SARS-Cov-2 is an enveloped Beta-coronavirus family with similar genetics sequence as SARS-CoV-19 [20]. This family comprises positive-sense, single stranded, enveloped RNA viruses with wide range of natural roots [21]. Viral envelope is coated by a spike glycoprotein, envelope and membrane proteins. First step in infections is virus binding to host cell through the target receptor. The S1 subunit of spike glycoprotein contains the receptor binding domain that binds to peptidase domain of ACE2. The S2 subunit is highly preserved and considered as a potential antiviral target [22]. The incubation period of SARS-CoV-2 was thought to be 0 day to 14 day by WHO and around 2 day to 12 days by ECDC [23]. The primary mechanism of transmission of this virus is via infected respiratory droplets, with viral infection occurring by direct or indirect contact with nasal, conjunctival or oral mucosa, when respiratory droplets are inhaled or deposited on these mucosal membranes [24]. Similar to the transmission of SARS and MERS, researchers focused on the role of bats in origin of Covid-19 pandemic and in animal to human transmission. There is also unconfirmed involvement of intermediate hosts such as snakes, pangolins, turtles and some other animals [25].

Human to human transmission can be of different types. There is high incidence of COVID-19 infections due to silent transmission from the presymptomatic stage and asymptomatic infections [26]. Another one is aerosol transmission. Immediate environment contaminated by aerosols expired from coughs and sneezes of the COVID-19 patients, symptomatic and asymptomatic, is the main cause of virus spread [27]. Virus-containing aerosols may persist in the air for long periods in indoor and close environments and at high concentrations, hence increasing the rate of transmission [28]. Also direct contact with objects or surfaces contaminated with virus and parts of the body of infected individuals i.e. mouth, eyes, nose etc., may be responsible for direct contact transmission [29]. Doctors and healthcare professionals are at high risk for getting infected with COVID-19. Among them Otolaryngologists and Head and Neck surgeons are at high risk of getting infected [30].

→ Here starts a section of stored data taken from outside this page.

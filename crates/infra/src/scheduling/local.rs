//! In-process timer scheduler (no persistence).
//!
//! Drives every task with its own tokio timers: one pending one-shot per
//! task, plus a repeating check timer for interval tasks that corrects the
//! one-shot when the window arithmetic and the period drift apart. Nothing
//! survives process death; callers re-create their tasks on startup.
//!
//! Per-task state machine: `Unarmed -> Armed -> (Fired -> Armed)* ->
//! Canceled`. `Armed` means exactly one pending wake-up is outstanding for
//! the id. A wake-up that finds its record gone, or superseded by a newer
//! arming, is a silent no-op.
//!
//! All bookkeeping (record table + id allocator) sits behind one
//! `parking_lot::Mutex`; window arithmetic and sound delivery run outside
//! it.

use std::collections::HashMap;
use std::sync::atomic::{AtomicBool, AtomicU64, Ordering};
use std::sync::Arc;
use std::time::Duration;

use async_trait::async_trait;
use chime_common::time::timer::{recurring, TimerHandle};
use chime_common::{Clock, SystemClock};
use chime_core::scheduling::ids::RecyclingIdAllocator;
use chime_core::scheduling::ports::{ReminderSink, SoundTaskScheduler};
use chime_core::scheduling::{params, window};
use chime_domain::constants::{
    INTERVAL_CHECK_TOLERANCE_MS, MIN_ARM_DELAY_MS, NOTIFICATION_TITLE,
};
use chime_domain::{ArmRequest, ChimeError, ReminderFire, Result, SoundTask, TaskId, TaskShape};
use parking_lot::Mutex;
use tokio::sync::broadcast;
use tokio::time::sleep;
use tracing::{debug, info, instrument, warn};

use crate::observability::LogStream;

/// Configuration for the in-process scheduler.
#[derive(Debug, Clone)]
pub struct LocalSchedulerConfig {
    /// Slack when the repeating interval check decides whether a computed
    /// fire instant counts as due.
    pub check_tolerance: Duration,
    /// Floor applied to every arm delay, so a freshly created task never
    /// fires in the same event-loop turn.
    pub min_arm_delay: Duration,
}

impl Default for LocalSchedulerConfig {
    fn default() -> Self {
        Self {
            check_tolerance: Duration::from_millis(INTERVAL_CHECK_TOLERANCE_MS as u64),
            min_arm_delay: Duration::from_millis(MIN_ARM_DELAY_MS as u64),
        }
    }
}

/// Per-task record. Destroyed together with its timer handles, in the same
/// critical section.
struct TaskState {
    task: SoundTask,
    shape: TaskShape,
    /// Next scheduled instant, epoch ms. 0 while unarmed.
    next_at_ms: i64,
    /// The pending one-shot wake-up.
    one_shot: TimerHandle,
    /// Repeating window check, interval tasks only.
    repeating: Option<TimerHandle>,
    /// Arming generation this record was last armed under. Wake-ups carry
    /// the generation they were armed with, so a stale one can be told
    /// apart even when its id has been recycled in the meantime.
    arm_seq: u64,
}

impl TaskState {
    fn cancel_timers(&self) {
        self.one_shot.cancel();
        if let Some(repeating) = &self.repeating {
            repeating.cancel();
        }
    }
}

struct Table {
    records: HashMap<TaskId, TaskState>,
    ids: RecyclingIdAllocator,
}

struct Inner {
    table: Mutex<Table>,
    clock: Arc<dyn Clock>,
    sink: Arc<dyn ReminderSink>,
    log: LogStream,
    enabled: AtomicBool,
    /// Scheduler-wide arming generation counter.
    arm_counter: AtomicU64,
    config: LocalSchedulerConfig,
}

/// Scheduler backend A: in-process tokio timers.
pub struct LocalTimerScheduler {
    inner: Arc<Inner>,
}

impl LocalTimerScheduler {
    /// Scheduler with the default configuration and the system clock.
    pub fn new(sink: Arc<dyn ReminderSink>) -> Self {
        Self::with_config(LocalSchedulerConfig::default(), sink, Arc::new(SystemClock))
    }

    /// Scheduler with a custom configuration and clock.
    pub fn with_config(
        config: LocalSchedulerConfig,
        sink: Arc<dyn ReminderSink>,
        clock: Arc<dyn Clock>,
    ) -> Self {
        Self {
            inner: Arc::new(Inner {
                table: Mutex::new(Table {
                    records: HashMap::new(),
                    ids: RecyclingIdAllocator::new(),
                }),
                clock,
                sink,
                log: LogStream::new(),
                enabled: AtomicBool::new(true),
                arm_counter: AtomicU64::new(0),
                config,
            }),
        }
    }

    /// Subscribe to the diagnostic log-line stream.
    pub fn subscribe_logs(&self) -> broadcast::Receiver<String> {
        self.inner.log.subscribe()
    }

    /// Number of live tasks (diagnostics).
    pub fn task_count(&self) -> usize {
        self.inner.table.lock().records.len()
    }

    fn insert_record(&self, id: TaskId, shape: TaskShape, task: SoundTask) {
        let mut table = self.inner.table.lock();
        table.records.insert(
            id,
            TaskState {
                task,
                shape,
                next_at_ms: 0,
                one_shot: TimerHandle::new(),
                repeating: None,
                arm_seq: 0,
            },
        );
    }

    fn attach_interval_check(&self, id: TaskId, period: Duration) {
        let check = arm_interval_check(&self.inner, id, period);
        let mut table = self.inner.table.lock();
        match table.records.get_mut(&id) {
            Some(record) => record.repeating = Some(check),
            // canceled between insert and here: tear the check down again
            None => check.cancel(),
        }
    }
}

/// Replace the pending one-shot of `id` with one firing at `at_ms`.
///
/// No-op when the record no longer exists. The previous one-shot handle is
/// cancelled under the lock, so at most one wake-up stays outstanding.
fn arm_one_shot(inner: &Arc<Inner>, id: TaskId, at_ms: i64) {
    let now = inner.clock.epoch_millis();
    let delay_ms = (at_ms - now).max(inner.config.min_arm_delay.as_millis() as i64);
    let handle = TimerHandle::new();

    let seq = inner.arm_counter.fetch_add(1, Ordering::SeqCst) + 1;
    {
        let mut table = inner.table.lock();
        let Some(record) = table.records.get_mut(&id) else { return };
        record.one_shot.cancel();
        record.one_shot = handle.clone();
        record.next_at_ms = at_ms;
        record.arm_seq = seq;
    }

    inner.log.emit(format!("[local] armed id={id} in={delay_ms}ms at={at_ms}"));
    debug!(%id, delay_ms, at_ms, "armed one-shot");

    let inner = Arc::clone(inner);
    tokio::spawn(async move {
        sleep(Duration::from_millis(delay_ms.max(0) as u64)).await;
        if handle.is_cancelled() {
            return;
        }
        on_fire(&inner, id, seq).await;
    });
}

/// One-shot wake-up: deliver, recompute, re-arm.
async fn on_fire(inner: &Arc<Inner>, id: TaskId, seq: u64) {
    let snapshot = {
        let table = inner.table.lock();
        match table.records.get(&id) {
            Some(record) if record.arm_seq == seq => {
                Some((record.task.clone(), record.shape.clone()))
            }
            _ => None,
        }
    };
    let Some((task, shape)) = snapshot else {
        // canceled or re-armed while this wake-up was in flight
        debug!(%id, "stale wake-up ignored");
        return;
    };

    let fired_at = inner.clock.epoch_millis();
    deliver(inner, id, &task, fired_at).await;

    let now = inner.clock.epoch_millis();
    let next = match &shape {
        TaskShape::Fixed { at } => window::next_fixed_fire_ms(now, *at),
        TaskShape::Interval { start, end, period } => {
            match window::next_interval_fire_ms(now, *start, *end, *period) {
                Ok(next) => next,
                Err(err) => {
                    warn!(%id, error = %err, "could not compute next interval fire");
                    return;
                }
            }
        }
    };
    // re-checks record existence under the lock; a cancel that landed
    // during delivery wins and nothing is re-armed
    arm_one_shot(inner, id, next);
}

/// Render one fire through the sink, honoring the kill switch.
async fn deliver(inner: &Arc<Inner>, id: TaskId, task: &SoundTask, at_ms: i64) {
    if !inner.enabled.load(Ordering::SeqCst) {
        debug!(%id, "fire suppressed: scheduler disabled");
        inner.log.emit(format!("[local] fire suppressed id={id}"));
        return;
    }

    inner.log.emit(format!("[local] fire id={id} sound={} vol={:.2}", task.sound, task.volume));
    info!(%id, sound = %task.sound, "reminder fired");

    let fire = ReminderFire { id, task: task.clone(), at_ms };
    if let Err(err) = inner.sink.deliver(&fire).await {
        warn!(%id, error = %err, "reminder delivery failed");
        inner.log.emit(format!("[local] delivery failed id={id}: {err}"));
    }
}

/// Repeating window check for interval tasks: delivers when a fire is due
/// within the tolerance, otherwise corrects the pending one-shot.
fn arm_interval_check(inner: &Arc<Inner>, id: TaskId, period: Duration) -> TimerHandle {
    let inner = Arc::clone(inner);
    recurring(period.max(Duration::from_secs(1)), move || {
        let inner = Arc::clone(&inner);
        async move { on_interval_check(&inner, id).await }
    })
}

async fn on_interval_check(inner: &Arc<Inner>, id: TaskId) {
    let snapshot = {
        let table = inner.table.lock();
        table.records.get(&id).map(|record| (record.task.clone(), record.shape.clone()))
    };
    let Some((task, TaskShape::Interval { start, end, period })) = snapshot else { return };

    let now = inner.clock.epoch_millis();
    let tolerance = inner.config.check_tolerance.as_millis() as i64;
    match window::next_interval_fire_ms(now, start, end, period) {
        Ok(next) if next <= now + tolerance => deliver(inner, id, &task, now).await,
        Ok(next) => arm_one_shot(inner, id, next),
        Err(err) => warn!(%id, error = %err, "interval check failed"),
    }
}

#[async_trait]
impl SoundTaskScheduler for LocalTimerScheduler {
    fn is_persistent(&self) -> bool {
        false
    }

    async fn ensure(&self) -> Result<()> {
        // nothing to set up without a platform boundary
        Ok(())
    }

    #[instrument(skip(self, sound, text))]
    async fn start_fixed(
        &self,
        sound: &str,
        text: &str,
        fixed_time_ms: i64,
        volume: f32,
    ) -> Result<TaskId> {
        let shape = params::fixed_shape_from_ms(fixed_time_ms)?;
        let TaskShape::Fixed { at } = shape else {
            return Err(ChimeError::Internal("fixed shape expected".into()));
        };
        let task = SoundTask::new(sound, NOTIFICATION_TITLE, text, volume);

        let id = self.inner.table.lock().ids.allocate();
        let now = self.inner.clock.epoch_millis();
        let first = window::next_fixed_fire_ms(now, at);

        self.insert_record(id, TaskShape::Fixed { at }, task);
        arm_one_shot(&self.inner, id, first);

        self.inner.log.emit(format!("[local] start fixed id={id} at={at} first={first}"));
        info!(%id, %at, "fixed task started");
        Ok(id)
    }

    #[instrument(skip(self, sound, text))]
    async fn start_interval(
        &self,
        sound: &str,
        text: &str,
        start_ms: i64,
        end_ms: i64,
        period_secs: i64,
        volume: f32,
    ) -> Result<TaskId> {
        let shape = params::interval_shape_from_ms(start_ms, end_ms, period_secs)?;
        let TaskShape::Interval { start, end, period } = shape else {
            return Err(ChimeError::Internal("interval shape expected".into()));
        };
        let task = SoundTask::new(sound, NOTIFICATION_TITLE, text, volume);

        let id = self.inner.table.lock().ids.allocate();
        let now = self.inner.clock.epoch_millis();
        let first = window::first_interval_fire_ms(now, start, end);

        self.insert_record(id, TaskShape::Interval { start, end, period }, task);
        arm_one_shot(&self.inner, id, first);
        self.attach_interval_check(id, period);

        self.inner
            .log
            .emit(format!("[local] start interval id={id} window={start}-{end} every={period_secs}s"));
        info!(%id, %start, %end, period_secs, "interval task started");
        Ok(id)
    }

    async fn schedule(&self, request: ArmRequest) -> Result<()> {
        if !request.id.is_valid() {
            return Err(ChimeError::InvalidInput("task id must be positive".into()));
        }
        if let TaskShape::Interval { period, .. } = &request.shape {
            if period.is_zero() {
                return Err(ChimeError::InvalidInput("interval period must be positive".into()));
            }
        }

        let id = request.id;
        // replace any prior task armed under this id
        {
            let mut table = self.inner.table.lock();
            if let Some(old) = table.records.remove(&id) {
                old.cancel_timers();
            }
        }

        let now = self.inner.clock.epoch_millis();
        let first = if request.trigger_at_ms > now {
            request.trigger_at_ms
        } else {
            match &request.shape {
                TaskShape::Fixed { at } => window::next_fixed_fire_ms(now, *at),
                TaskShape::Interval { start, end, .. } => {
                    window::first_interval_fire_ms(now, *start, *end)
                }
            }
        };

        self.insert_record(id, request.shape.clone(), request.task);
        arm_one_shot(&self.inner, id, first);
        if let TaskShape::Interval { period, .. } = &request.shape {
            self.attach_interval_check(id, *period);
        }

        self.inner.log.emit(format!(
            "[local] schedule id={id} mode={} first={first}",
            request.shape.mode_tag()
        ));
        Ok(())
    }

    async fn cancel(&self, id: TaskId) -> bool {
        {
            let mut table = self.inner.table.lock();
            if let Some(record) = table.records.remove(&id) {
                record.cancel_timers();
            }
            // unknown ids fall through: release is an idempotent no-op
            table.ids.release(id);
        }
        self.inner.log.emit(format!("[local] cancel id={id}"));
        debug!(%id, "task canceled");
        true
    }

    async fn cancel_all(&self, ids: &[TaskId]) -> bool {
        // one lock acquisition: no partial application is observable
        {
            let mut table = self.inner.table.lock();
            for id in ids {
                if let Some(record) = table.records.remove(id) {
                    record.cancel_timers();
                }
                table.ids.release(*id);
            }
        }
        self.inner.log.emit(format!("[local] cancelAll count={}", ids.len()));
        true
    }

    async fn is_scheduled(&self, id: TaskId) -> bool {
        self.inner.table.lock().records.contains_key(&id)
    }

    async fn next_fire_at(&self, id: TaskId) -> i64 {
        self.inner.table.lock().records.get(&id).map_or(0, |record| record.next_at_ms)
    }

    async fn set_enabled(&self, enabled: bool) -> Result<()> {
        self.inner.enabled.store(enabled, Ordering::SeqCst);
        self.inner.log.emit(format!("[local] enabled={enabled}"));
        info!(enabled, "delivery toggled");
        Ok(())
    }
}

impl Drop for LocalTimerScheduler {
    fn drop(&mut self) {
        let mut table = self.inner.table.lock();
        if !table.records.is_empty() {
            warn!(live = table.records.len(), "scheduler dropped with live tasks; cancelling");
        }
        for (_, record) in table.records.drain() {
            record.cancel_timers();
        }
    }
}
//! Time abstraction for testability
//!
//! Provides a trait-based approach to wall-clock reads so code can run
//! against either real system time or a mock that tests advance manually.
//!
//! # Examples
//!
//! ```
//! use std::time::Duration;
//!
//! use chime_common::testing::{Clock, MockClock, SystemClock};
//!
//! // Use the system clock in production
//! let clock = SystemClock;
//! let _ = clock.epoch_millis();
//!
//! // Use the mock clock in tests
//! let mock = MockClock::at_epoch_millis(1_000);
//! mock.advance(Duration::from_secs(5));
//! assert_eq!(mock.epoch_millis(), 6_000);
//! ```

use std::sync::{Arc, Mutex};
use std::time::{Duration, SystemTime, UNIX_EPOCH};

/// Trait for wall-clock reads.
///
/// Schedulers take this as `Arc<dyn Clock>` so tests can pin "now" without
/// waiting for real time to pass.
pub trait Clock: Send + Sync {
    /// Current wall-clock time.
    fn system_time(&self) -> SystemTime;

    /// Milliseconds since the UNIX epoch.
    ///
    /// Saturates at 0 for clocks set before the epoch.
    fn epoch_millis(&self) -> i64 {
        self.system_time()
            .duration_since(UNIX_EPOCH)
            .map(|d| d.as_millis() as i64)
            .unwrap_or(0)
    }
}

/// Real system clock. Use this in production code.
#[derive(Debug, Clone, Copy, Default)]
pub struct SystemClock;

impl Clock for SystemClock {
    fn system_time(&self) -> SystemTime {
        SystemTime::now()
    }
}

/// Mock clock for deterministic tests.
///
/// Starts at a fixed epoch offset and only moves when [`MockClock::advance`]
/// is called. Clones share the same underlying state.
#[derive(Debug, Clone)]
pub struct MockClock {
    base: SystemTime,
    elapsed: Arc<Mutex<Duration>>,
}

impl MockClock {
    /// Create a mock clock pinned at the current real time.
    pub fn new() -> Self {
        Self { base: SystemTime::now(), elapsed: Arc::new(Mutex::new(Duration::ZERO)) }
    }

    /// Create a mock clock pinned at `ms` milliseconds past the UNIX epoch.
    pub fn at_epoch_millis(ms: u64) -> Self {
        Self {
            base: UNIX_EPOCH + Duration::from_millis(ms),
            elapsed: Arc::new(Mutex::new(Duration::ZERO)),
        }
    }

    /// Advance the clock by `duration` without real time passing.
    pub fn advance(&self, duration: Duration) {
        if let Ok(mut elapsed) = self.elapsed.lock() {
            *elapsed += duration;
        }
    }

    /// Total duration this clock has been advanced.
    pub fn elapsed(&self) -> Duration {
        self.elapsed.lock().map(|d| *d).unwrap_or(Duration::ZERO)
    }
}

impl Default for MockClock {
    fn default() -> Self {
        Self::new()
    }
}

impl Clock for MockClock {
    fn system_time(&self) -> SystemTime {
        self.base + self.elapsed()
    }
}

SARS-CoV-2 virus binds to host target cell receptor i.e., ACE2 [31]. The distribution of ACE2 receptors in different body tissue may explain the sites of infection and patient symptoms. In lungs, active replication and release of virus lead to symptoms such as fever, myalgia, headache and respiratory symptoms [32]. A distinctive feature of Covid-19 is presence of mucus plug in respiratory tract with fibrous exudate, which may explain the severity of Covid-19.This is caused by overproduction of pro-inflammatory cytokines that accumulates in lungs and eventually damage lung parenchyma [33]. Death is due to pneumonia and possibly hyper inflammation associated with cytokine storm syndrome [34]. In people with severe illness, increased plasma concentration of inflammatory cytokines and biomarkers were observed compared with people with non-severe illness [35].

A study related immune response to Covid-19 suggests that adaptive immune response is important in defining the clinical outcome as older age and male sex is associated with increased risk of severe disease and mortality [36].

Other risk factors associated with the development of severe disease, hospitalization and mortality include older age, immunosuppression,obesity, smoking, hypertension, cardiovascular diseases, chronic obstructive pulmonary diseases, diabetes and any underlying malignancy [37]. As of March 3, 3.4% mortality rate was reported by WHO [38]. Till the end of August 2021, 4.53 million people have died out of 218 million reported cases worldwide. In Pakistan, 25,889 deaths have been reported out of total 1.16 million cases in the end of August, 2021 [39].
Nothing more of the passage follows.